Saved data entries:
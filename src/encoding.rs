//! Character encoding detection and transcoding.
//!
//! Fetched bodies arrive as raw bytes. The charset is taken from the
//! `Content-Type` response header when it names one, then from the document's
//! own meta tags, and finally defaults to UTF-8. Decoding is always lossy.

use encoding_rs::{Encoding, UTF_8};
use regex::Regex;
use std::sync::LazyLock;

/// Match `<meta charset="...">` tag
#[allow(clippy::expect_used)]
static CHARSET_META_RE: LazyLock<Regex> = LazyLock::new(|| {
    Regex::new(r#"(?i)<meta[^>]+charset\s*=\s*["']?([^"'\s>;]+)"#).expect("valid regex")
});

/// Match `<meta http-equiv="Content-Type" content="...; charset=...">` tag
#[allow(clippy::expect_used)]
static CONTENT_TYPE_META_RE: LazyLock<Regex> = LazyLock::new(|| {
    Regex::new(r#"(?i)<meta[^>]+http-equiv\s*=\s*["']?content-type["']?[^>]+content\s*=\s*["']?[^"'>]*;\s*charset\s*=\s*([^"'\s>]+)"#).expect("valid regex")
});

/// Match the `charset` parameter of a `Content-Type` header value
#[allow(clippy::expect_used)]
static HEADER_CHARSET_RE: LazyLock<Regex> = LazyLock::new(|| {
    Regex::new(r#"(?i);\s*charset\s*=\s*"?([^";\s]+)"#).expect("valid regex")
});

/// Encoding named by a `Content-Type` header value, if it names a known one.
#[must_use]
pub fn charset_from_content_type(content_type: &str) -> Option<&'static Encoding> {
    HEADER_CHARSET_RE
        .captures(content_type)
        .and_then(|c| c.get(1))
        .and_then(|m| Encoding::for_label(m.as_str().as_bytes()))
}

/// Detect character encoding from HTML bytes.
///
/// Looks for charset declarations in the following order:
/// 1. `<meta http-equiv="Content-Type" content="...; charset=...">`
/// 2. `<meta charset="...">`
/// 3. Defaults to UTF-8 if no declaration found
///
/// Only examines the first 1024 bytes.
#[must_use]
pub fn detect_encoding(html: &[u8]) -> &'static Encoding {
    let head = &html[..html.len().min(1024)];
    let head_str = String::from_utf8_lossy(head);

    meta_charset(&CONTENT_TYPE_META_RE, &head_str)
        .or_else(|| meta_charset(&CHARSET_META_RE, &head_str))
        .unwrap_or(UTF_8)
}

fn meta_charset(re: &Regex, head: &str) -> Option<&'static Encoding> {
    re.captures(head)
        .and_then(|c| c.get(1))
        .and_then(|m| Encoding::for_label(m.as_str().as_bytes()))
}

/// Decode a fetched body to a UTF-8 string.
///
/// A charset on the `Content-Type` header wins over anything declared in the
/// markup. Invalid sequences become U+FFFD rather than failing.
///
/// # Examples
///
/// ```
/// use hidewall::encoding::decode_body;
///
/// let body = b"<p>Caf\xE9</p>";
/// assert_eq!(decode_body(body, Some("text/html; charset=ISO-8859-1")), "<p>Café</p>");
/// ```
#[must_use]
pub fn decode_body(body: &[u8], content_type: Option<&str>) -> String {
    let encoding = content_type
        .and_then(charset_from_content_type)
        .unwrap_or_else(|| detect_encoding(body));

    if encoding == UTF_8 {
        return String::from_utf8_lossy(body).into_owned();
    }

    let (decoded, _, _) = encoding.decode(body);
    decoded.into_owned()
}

§ **EXERCISE**
Pull every line containing "names" out of the data above.

§ **RESULT FOR THIS EXERCISE**
//! `Content-Type` response header when it names one, then from the document's
/// Encoding named by a `Content-Type` header value, if it names a known one.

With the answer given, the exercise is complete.